Exercise goal. Copy each line of the records below, from the first through the one that contains "pub enum V3QuoteMode", exactly as written.

══ Input material ══

//! Router Configuration Module
//!
//! Loads [`RouterConfig`] from an optional TOML file, then applies `EDDY_`-prefixed
//! environment variable overrides. Every field has a production default, so an empty
//! file (or no file at all) yields a usable configuration.
//!
//! Environment keys use a single `_` after the prefix and the field name verbatim:
//! `EDDY_DEBOUNCE_MS=150`, `EDDY_TICK_SPACINGS=1,100,200`.

use crate::defaults;
use anyhow::{Context, Result};
use config_crate::{Config, Environment, File};
use serde::{Deserialize, Serialize};
use std::collections::{HashMap, HashSet};
use std::path::Path;
use std::time::Duration;
use tracing::{debug, info};
use types::{parse_address, H160};

/// Largest tick spacing a concentrated-liquidity factory accepts
const MAX_TICK_SPACING: i32 = 16_383;

/// How the V3-direct source produces its quote
#[derive(Debug, Clone, Copy, PartialEq, Eq, Default, Serialize, Deserialize)]
#[serde(rename_all = "lowercase")]
pub enum V3QuoteMode {
    /// Exact output from the on-chain quoter contract
    #[default]
    Simulation,
    /// Zero-slippage estimate from the snapshot's sqrt price
    Spot,
}

/// Complete router configuration
#[derive(Debug, Clone, PartialEq, Serialize, Deserialize)]
#[serde(default)]
pub struct RouterConfig {
    /// Slippage tolerance in basis points when the request carries none (50 = 0.5%)
    pub default_slippage_bps: u16,
    /// Input debounce before a quote session re-aggregates
    pub debounce_ms: u64,
    /// Concentrated-liquidity fee tiers to probe, by tick spacing
    pub tick_spacings: Vec<i32>,
    /// Candidate intermediate tokens for two-hop routes
    pub intermediate_tokens: Vec<String>,
    /// Wrapped native token used in place of the chain's native currency
    pub wrapped_native: String,
    pub v2_volatile_fee_bps: u16,
    pub v2_stable_fee_bps: u16,
    /// Quoter contract for `quoteExactInputSingle`
    pub quoter_address: Option<String>,
    /// Concentrated-liquidity factory for `getPool`
    pub factory_address: Option<String>,
    pub v3_quote_mode: V3QuoteMode,
    /// JSON-RPC endpoint; without one, V3 quotes fall back to the spot estimate
    pub rpc_url: Option<String>,
    pub call_timeout_ms: u64,
    pub log_level: String,
}

impl Default for RouterConfig {
    fn default() -> Self {
        Self {
            default_slippage_bps: defaults::DEFAULT_SLIPPAGE_BPS,
            debounce_ms: defaults::DEBOUNCE_MS,
            tick_spacings: defaults::TICK_SPACINGS.to_vec(),
            intermediate_tokens: Vec::new(),
            wrapped_native: defaults::WRAPPED_NATIVE.to_string(),
            v2_volatile_fee_bps: defaults::V2_VOLATILE_FEE_BPS,
            v2_stable_fee_bps: defaults::V2_STABLE_FEE_BPS,
            quoter_address: None,
            factory_address: None,
            v3_quote_mode: V3QuoteMode::Simulation,
            rpc_url: None,
            call_timeout_ms: defaults::CALL_TIMEOUT_MS,
            log_level: defaults::LOG_LEVEL.to_string(),
        }
    }
}

impl RouterConfig {
    /// Load from an optional TOML file with process-environment overrides
    pub fn load(path: Option<&Path>) -> Result<Self> {
        Self::load_with_env(path, None)
    }

    /// Load with an explicit environment map instead of the process environment
    pub fn load_with_env(path: Option<&Path>, env: Option<HashMap<String, String>>) -> Result<Self> {
        let mut builder = Config::builder();

        if let Some(path) = path {
            info!("Loading router config: {:?}", path);
            builder = builder.add_source(File::from(path).required(true));
        } else {
            debug!("No config file given, using defaults");
        }

        // Override with environment variables (EDDY_ prefix)
        builder = builder.add_source(
            Environment::with_prefix(defaults::ENV_PREFIX)
                .prefix_separator("_")
                .separator("__")
                .list_separator(",")
                .with_list_parse_key("tick_spacings")
                .with_list_parse_key("intermediate_tokens")
                .try_parsing(true)
                .source(env),
        );

        let config = builder
            .build()
            .context("Failed to build configuration")?;

        let config: Self = config
            .try_deserialize()
            .context("Failed to deserialize configuration")?;
        config.validate()?;
        Ok(config)
    }

    /// Save configuration to a TOML file
    pub fn save_to_file(&self, path: &Path) -> Result<()> {
        let contents = toml::to_string_pretty(self).context("Failed to serialize configuration")?;
        std::fs::write(path, contents)
            .with_context(|| format!("Failed to write configuration to {:?}", path))?;
        Ok(())
    }

    /// Validate configuration parameters
    pub fn validate(&self) -> Result<()> {
        if self.default_slippage_bps >= 10_000 {
            anyhow::bail!("default_slippage_bps must be < 10000 (100%)");
        }

        if self.tick_spacings.is_empty() {
            anyhow::bail!("tick_spacings must not be empty");
        }
        let mut seen = HashSet::new();
        for &spacing in &self.tick_spacings {
            if spacing <= 0 || spacing > MAX_TICK_SPACING {
                anyhow::bail!("tick spacing {} outside 1..={}", spacing, MAX_TICK_SPACING);
            }
            if !seen.insert(spacing) {
                anyhow::bail!("duplicate tick spacing {}", spacing);
            }
        }

        if self.v2_volatile_fee_bps >= 10_000 || self.v2_stable_fee_bps >= 10_000 {
            anyhow::bail!("V2 pool fees must be < 10000 bps");
        }

        if self.call_timeout_ms == 0 {
            anyhow::bail!("call_timeout_ms must be positive");
        }

        if self.log_level.trim().is_empty() {
            anyhow::bail!("log_level must not be empty");
        }

        self.wrapped_native_address()?;
        self.intermediate_addresses()?;
        self.quoter()?;
        self.factory()?;

        if self.v3_quote_mode == V3QuoteMode::Simulation
            && self.rpc_url.is_some()
            && self.quoter_address.is_none()
        {
            anyhow::bail!("simulation mode with an rpc_url requires quoter_address");
        }

        Ok(())
    }

    pub fn wrapped_native_address(&self) -> Result<H160> {
        parse_address(&self.wrapped_native).context("Invalid wrapped_native address")
    }

    pub fn intermediate_addresses(&self) -> Result<Vec<H160>> {
        self.intermediate_tokens
            .iter()
            .map(|token| {
                parse_address(token)
                    .with_context(|| format!("Invalid intermediate token {:?}", token))
            })
            .collect()
    }

    pub fn quoter(&self) -> Result<Option<H160>> {
        self.quoter_address
            .as_deref()
            .map(parse_address)
            .transpose()
            .context("Invalid quoter_address")
    }

    pub fn factory(&self) -> Result<Option<H160>> {
        self.factory_address
            .as_deref()
            .map(parse_address)
            .transpose()
            .context("Invalid factory_address")
    }

    pub fn debounce(&self) -> Duration {
        Duration::from_millis(self.debounce_ms)
    }

    pub fn call_timeout(&self) -> Duration {
        Duration::from_millis(self.call_timeout_ms)
    }
}

/// Convenience function to load configuration from an optional file path
pub fn load_config(path: Option<&Path>) -> Result<RouterConfig> {
    RouterConfig::load(path)
}

#[cfg(test)]
mod tests {
    use super::*;
    use std::fs;
    use tempfile::tempdir;

    fn env(pairs: &[(&str, &str)]) -> Option<HashMap<String, String>> {
        Some(
            pairs
                .iter()
                .map(|(k, v)| (k.to_string(), v.to_string()))
                .collect(),
        )
    }

    #[test]
    fn test_default_config_validation() {
        let config = RouterConfig::default();
        assert!(config.validate().is_ok());
        assert_eq!(config.debounce(), Duration::from_millis(300));
        assert_eq!(config.v2_volatile_fee_bps, 30);
        assert_eq!(config.v2_stable_fee_bps, 5);
    }

    #[test]
    fn test_load_without_file_uses_defaults() {
        let config = RouterConfig::load_with_env(None, env(&[])).unwrap();
        assert_eq!(config, RouterConfig::default());
    }

    #[test]
    fn test_load_toml_file() {
        let dir = tempdir().unwrap();
        let config_path = dir.path().join("router.toml");

        let config_content = r#"
default_slippage_bps = 100
tick_spacings = [1, 100]
intermediate_tokens = ["0x4200000000000000000000000000000000000006"]
v3_quote_mode = "spot"
log_level = "debug"
"#;
        fs::write(&config_path, config_content).unwrap();

        let config = RouterConfig::load_with_env(Some(&config_path), env(&[])).unwrap();
        assert_eq!(config.default_slippage_bps, 100);
        assert_eq!(config.tick_spacings, vec![1, 100]);
        assert_eq!(config.v3_quote_mode, V3QuoteMode::Spot);
        assert_eq!(config.log_level, "debug");
        assert_eq!(
            config.intermediate_addresses().unwrap(),
            vec![config.wrapped_native_address().unwrap()]
        );
        // Untouched fields keep defaults
        assert_eq!(config.debounce_ms, 300);
    }

    #[test]
    fn test_environment_override() {
        let dir = tempdir().unwrap();
        let config_path = dir.path().join("router.toml");
        fs::write(&config_path, "debounce_ms = 500\n").unwrap();

        let config = RouterConfig::load_with_env(
            Some(&config_path),
            env(&[
                ("EDDY_DEBOUNCE_MS", "150"),
                ("EDDY_TICK_SPACINGS", "50,200"),
                ("EDDY_V3_QUOTE_MODE", "spot"),
            ]),
        )
        .unwrap();

        assert_eq!(config.debounce_ms, 150);
        assert_eq!(config.tick_spacings, vec![50, 200]);
        assert_eq!(config.v3_quote_mode, V3QuoteMode::Spot);
    }

    #[test]
    fn test_missing_file_is_an_error() {
        let dir = tempdir().unwrap();
        let missing = dir.path().join("nope.toml");
        assert!(RouterConfig::load_with_env(Some(&missing), env(&[])).is_err());
    }

    #[test]
    fn test_validation_failures() {
        let mut config = RouterConfig::default();
        config.default_slippage_bps = 10_000;
        assert!(config.validate().is_err());

        let mut config = RouterConfig::default();
        config.tick_spacings = vec![];
        assert!(config.validate().is_err());

        let mut config = RouterConfig::default();
        config.tick_spacings = vec![100, 0];
        assert!(config.validate().is_err());

        let mut config = RouterConfig::default();
        config.tick_spacings = vec![100, 100];
        assert!(config.validate().is_err());

        let mut config = RouterConfig::default();
        config.intermediate_tokens = vec!["0x1234".to_string()];
        assert!(config.validate().is_err());

        let mut config = RouterConfig::default();
        config.rpc_url = Some("http://localhost:8545".to_string());
        assert!(config.validate().is_err());
        config.quoter_address = Some("0x254cF9E1E6e233aa1AC962CB9B05b2cfeAaE15b0".to_string());
        assert!(config.validate().is_ok());
    }

    #[test]
    fn test_save_and_reload() {
        let dir = tempdir().unwrap();
        let path = dir.path().join("saved.toml");

        let mut config = RouterConfig::default();
        config.quoter_address = Some("0x254cF9E1E6e233aa1AC962CB9B05b2cfeAaE15b0".to_string());
        config.save_to_file(&path).unwrap();

        let reloaded = RouterConfig::load_with_env(Some(&path), env(&[])).unwrap();
        assert_eq!(reloaded, config);
    }
}
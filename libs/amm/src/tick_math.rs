//! Exact tick <-> sqrtPriceX96 conversion
//!
//! Bit-for-bit reproduction of the on-chain `TickMath` library. The result feeds
//! execution parameters, so it is computed with 256-bit integers only.

use crate::error::AmmError;
use ethereum_types::U256;

/// V3 tick math constants
pub const MIN_TICK: i32 = -887272;
pub const MAX_TICK: i32 = -MIN_TICK;

/// `tick_to_sqrt_price_x96(MIN_TICK)`
pub const MIN_SQRT_RATIO: U256 = U256([4295128739, 0, 0, 0]);
/// `tick_to_sqrt_price_x96(MAX_TICK)`
pub const MAX_SQRT_RATIO: U256 = U256([6743328256752651558, 17280870778742802505, 4294805859, 0]);

/// `1 / sqrt(1.0001)^(2^i)` in Q128.128, keyed by the bit of `|tick|` it applies to
const RATIO_MULTIPLIERS: [(u32, u128); 19] = [
    (0x2, 0xfff97272373d413259a46990580e213a),
    (0x4, 0xfff2e50f5f656932ef12357cf3c7fdcc),
    (0x8, 0xffe5caca7e10e4e61c3624eaa0941cd0),
    (0x10, 0xffcb9843d60f6159c9db58835c926644),
    (0x20, 0xff973b41fa98c081472e6896dfb254c0),
    (0x40, 0xff2ea16466c96a3843ec78b326b52861),
    (0x80, 0xfe5dee046a99a2a811c461f1969c3053),
    (0x100, 0xfcbe86c7900a88aedcffc83b479aa3a4),
    (0x200, 0xf987a7253ac413176f2b074cf7815e54),
    (0x400, 0xf3392b0822b70005940c7a398e4b70f3),
    (0x800, 0xe7159475a2c29b7443b29c7fa6e889d9),
    (0x1000, 0xd097f3bdfd2022b8845ad8f792aa5825),
    (0x2000, 0xa9f746462d870fdf8a65dc1f90e061e5),
    (0x4000, 0x70d869a156d2a1b890bb3df62baf32f7),
    (0x8000, 0x31be135f97d08fd981231505542fcfa6),
    (0x10000, 0x9aa508b5b7a84e1c677de54f3e99bc9),
    (0x20000, 0x5d6af8dedb81196699c329225ee604),
    (0x40000, 0x2216e584f5fa1ea926041bedfe98),
    (0x80000, 0x48a170391f7dc42444e8fa2),
];

const BIT0_RATIO: u128 = 0xfffcb933bd6fad37aa2d162d1a594001;

/// Q64.96 square root price at `tick`
///
/// # Errors
/// `TickOutOfBounds` when `|tick| > MAX_TICK`.
pub fn tick_to_sqrt_price_x96(tick: i32) -> Result<U256, AmmError> {
    let abs_tick = tick.unsigned_abs();
    if abs_tick > MAX_TICK as u32 {
        return Err(AmmError::TickOutOfBounds { tick });
    }

    let mut ratio = if abs_tick & 0x1 != 0 {
        U256::from(BIT0_RATIO)
    } else {
        U256::one() << 128
    };

    // ratio < 2^129 and every multiplier < 2^128, so the product fits in 256 bits
    for &(bit, multiplier) in RATIO_MULTIPLIERS.iter() {
        if abs_tick & bit != 0 {
            ratio = (ratio * U256::from(multiplier)) >> 128;
        }
    }

    if tick > 0 {
        ratio = U256::MAX / ratio;
    }

    // Q128.128 -> Q64.96, rounding up so the result never understates the price
    let remainder = ratio & U256::from(u32::MAX);
    let shifted = ratio >> 32;
    if remainder.is_zero() {
        Ok(shifted)
    } else {
        Ok(shifted + U256::one())
    }
}

/// Greatest tick whose sqrt ratio is `<= sqrt_price_x96`
///
/// Binary search over the exact forward function, so it always agrees with
/// [`tick_to_sqrt_price_x96`] on grid points.
pub fn sqrt_price_x96_to_tick(sqrt_price_x96: U256) -> Result<i32, AmmError> {
    if sqrt_price_x96 < MIN_SQRT_RATIO || sqrt_price_x96 >= MAX_SQRT_RATIO {
        return Err(AmmError::SqrtPriceOutOfBounds {
            value: sqrt_price_x96.to_string(),
        });
    }

    let (mut lo, mut hi) = (MIN_TICK, MAX_TICK);
    while lo < hi {
        let mid = lo + (hi - lo + 1) / 2;
        if tick_to_sqrt_price_x96(mid)? <= sqrt_price_x96 {
            lo = mid;
        } else {
            hi = mid - 1;
        }
    }
    Ok(lo)
}
//! Token identity and canonical pair ordering

use ethereum_types::H160;
use serde::{Deserialize, Serialize};
use std::fmt;

/// Immutable token descriptor
#[derive(Debug, Clone, PartialEq, Eq, Hash, Serialize, Deserialize)]
pub struct Token {
    pub address: H160,
    pub decimals: u8,
    /// Chain-native currency (ETH/MATIC); routed through the wrapped-native token
    #[serde(default)]
    pub is_native: bool,
    #[serde(default)]
    pub symbol: String,
}

impl Token {
    pub fn new(address: H160, decimals: u8, symbol: impl Into<String>) -> Self {
        Self {
            address,
            decimals,
            is_native: false,
            symbol: symbol.into(),
        }
    }

    /// Native currency descriptor. `address` is the placeholder used by the caller,
    /// never a pool token.
    pub fn native(address: H160, decimals: u8, symbol: impl Into<String>) -> Self {
        Self {
            address,
            decimals,
            is_native: true,
            symbol: symbol.into(),
        }
    }

    /// Address used for pool lookups: native currency resolves to its wrapped token
    pub fn routing_address(&self, wrapped_native: H160) -> H160 {
        if self.is_native {
            wrapped_native
        } else {
            self.address
        }
    }
}

impl fmt::Display for Token {
    fn fmt(&self, f: &mut fmt::Formatter<'_>) -> fmt::Result {
        if self.symbol.is_empty() {
            write!(f, "0x{}", hex::encode(self.address.as_bytes()))
        } else {
            f.write_str(&self.symbol)
        }
    }
}

/// Address parsing failures
#[derive(Debug, Clone, PartialEq, Eq, thiserror::Error)]
pub enum AddressError {
    #[error("Invalid hex in address {input:?}")]
    InvalidHex { input: String },

    #[error("Address {input:?} is {len} bytes, expected 20")]
    InvalidLength { input: String, len: usize },
}

/// Parse a 20-byte hex address, with or without the `0x` prefix
pub fn parse_address(input: &str) -> Result<H160, AddressError> {
    let trimmed = input.trim();
    let digits = trimmed
        .strip_prefix("0x")
        .or_else(|| trimmed.strip_prefix("0X"))
        .unwrap_or(trimmed);
    let bytes = hex::decode(digits).map_err(|_| AddressError::InvalidHex {
        input: input.to_string(),
    })?;
    if bytes.len() != 20 {
        return Err(AddressError::InvalidLength {
            input: input.to_string(),
            len: bytes.len(),
        });
    }
    Ok(H160::from_slice(&bytes))
}

/// Order two addresses canonically (`token0 < token1`)
pub fn sort_tokens(a: H160, b: H160) -> (H160, H160) {
    if a < b {
        (a, b)
    } else {
        (b, a)
    }
}

/// Trade direction resolved against canonical pool ordering
#[derive(Debug, Clone, Copy, PartialEq, Eq, Hash)]
pub struct TokenPair {
    pub token0: H160,
    pub token1: H160,
    /// `true` when the input token is token0 (price moves down)
    pub zero_for_one: bool,
}

impl TokenPair {
    pub fn new(token_in: &Token, token_out: &Token) -> Self {
        Self::from_addresses(token_in.address, token_out.address)
    }

    pub fn from_addresses(token_in: H160, token_out: H160) -> Self {
        let (token0, token1) = sort_tokens(token_in, token_out);
        Self {
            token0,
            token1,
            zero_for_one: token_in == token0,
        }
    }

    pub fn token_in(&self) -> H160 {
        if self.zero_for_one {
            self.token0
        } else {
            self.token1
        }
    }

    pub fn token_out(&self) -> H160 {
        if self.zero_for_one {
            self.token1
        } else {
            self.token0
        }
    }
}

#[cfg(test)]
mod tests {
    use super::*;

    #[test]
    fn test_pair_orders_by_address() {
        let low = H160::from_low_u64_be(0x10);
        let high = H160::from_low_u64_be(0xff);

        let pair = TokenPair::from_addresses(high, low);
        assert_eq!(pair.token0, low);
        assert_eq!(pair.token1, high);
        assert!(!pair.zero_for_one);
        assert_eq!(pair.token_in(), high);
        assert_eq!(pair.token_out(), low);

        let pair = TokenPair::from_addresses(low, high);
        assert!(pair.zero_for_one);
        assert_eq!(pair.token_in(), low);
    }

    #[test]
    fn test_native_routes_through_wrapped() {
        let wrapped = H160::from_low_u64_be(0xeeee);
        let eth = Token::native(H160::zero(), 18, "ETH");
        assert_eq!(eth.routing_address(wrapped), wrapped);

        let usdc = Token::new(H160::from_low_u64_be(7), 6, "USDC");
        assert_eq!(usdc.routing_address(wrapped), usdc.address);
    }

    #[test]
    fn test_parse_address() {
        let expected = H160::from_low_u64_be(0x4200);
        assert_eq!(
            parse_address("0x0000000000000000000000000000000000004200").unwrap(),
            expected
        );
        assert_eq!(
            parse_address(" 0000000000000000000000000000000000004200 ").unwrap(),
            expected
        );
        assert!(matches!(
            parse_address("0x1234"),
            Err(AddressError::InvalidLength { len: 2, .. })
        ));
        assert!(matches!(
            parse_address("0xzz00000000000000000000000000000000004200"),
            Err(AddressError::InvalidHex { .. })
        ));
    }

    #[test]
    fn test_display_falls_back_to_address() {
        let anon = Token::new(H160::from_low_u64_be(1), 18, "");
        assert_eq!(
            anon.to_string(),
            "0x0000000000000000000000000000000000000001"
        );
    }
}
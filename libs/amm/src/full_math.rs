//! 512-bit intermediate helpers for exact `a * b / c`

use ethereum_types::{U256, U512};

/// `floor(a * b / denominator)` with a full-width product; `None` on zero
/// denominator or a quotient wider than 256 bits
pub fn mul_div(a: U256, b: U256, denominator: U256) -> Option<U256> {
    if denominator.is_zero() {
        return None;
    }
    narrow(a.full_mul(b) / U512::from(denominator))
}

/// Truncating conversion back to 256 bits, `None` if any high limb is set
pub fn narrow(value: U512) -> Option<U256> {
    let U512(ref limbs) = value;
    if limbs[4..].iter().any(|limb| *limb != 0) {
        return None;
    }
    Some(U256([limbs[0], limbs[1], limbs[2], limbs[3]]))
}

#[cfg(test)]
mod tests {
    use super::*;

    #[test]
    fn test_mul_div_exceeds_256_bit_product() {
        let max = U256::MAX;
        assert_eq!(mul_div(max, max, max), Some(max));
        assert_eq!(mul_div(max, U256::from(2u64), U256::from(4u64)), Some(max / 2));
    }

    #[test]
    fn test_mul_div_failures() {
        assert_eq!(mul_div(U256::one(), U256::one(), U256::zero()), None);
        assert_eq!(mul_div(U256::MAX, U256::from(2u64), U256::one()), None);
    }
}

═══

Task answer.
//! Router Configuration Module
//!
//! Loads [`RouterConfig`] from an optional TOML file, then applies `EDDY_`-prefixed
//! environment variable overrides. Every field has a production default, so an empty
//! file (or no file at all) yields a usable configuration.
//!
//! Environment keys use a single `_` after the prefix and the field name verbatim:
//! `EDDY_DEBOUNCE_MS=150`, `EDDY_TICK_SPACINGS=1,100,200`.

use crate::defaults;
use anyhow::{Context, Result};
use config_crate::{Config, Environment, File};
use serde::{Deserialize, Serialize};
use std::collections::{HashMap, HashSet};
use std::path::Path;
use std::time::Duration;
use tracing::{debug, info};
use types::{parse_address, H160};

/// Largest tick spacing a concentrated-liquidity factory accepts
const MAX_TICK_SPACING: i32 = 16_383;

/// How the V3-direct source produces its quote
#[derive(Debug, Clone, Copy, PartialEq, Eq, Default, Serialize, Deserialize)]
#[serde(rename_all = "lowercase")]
pub enum V3QuoteMode {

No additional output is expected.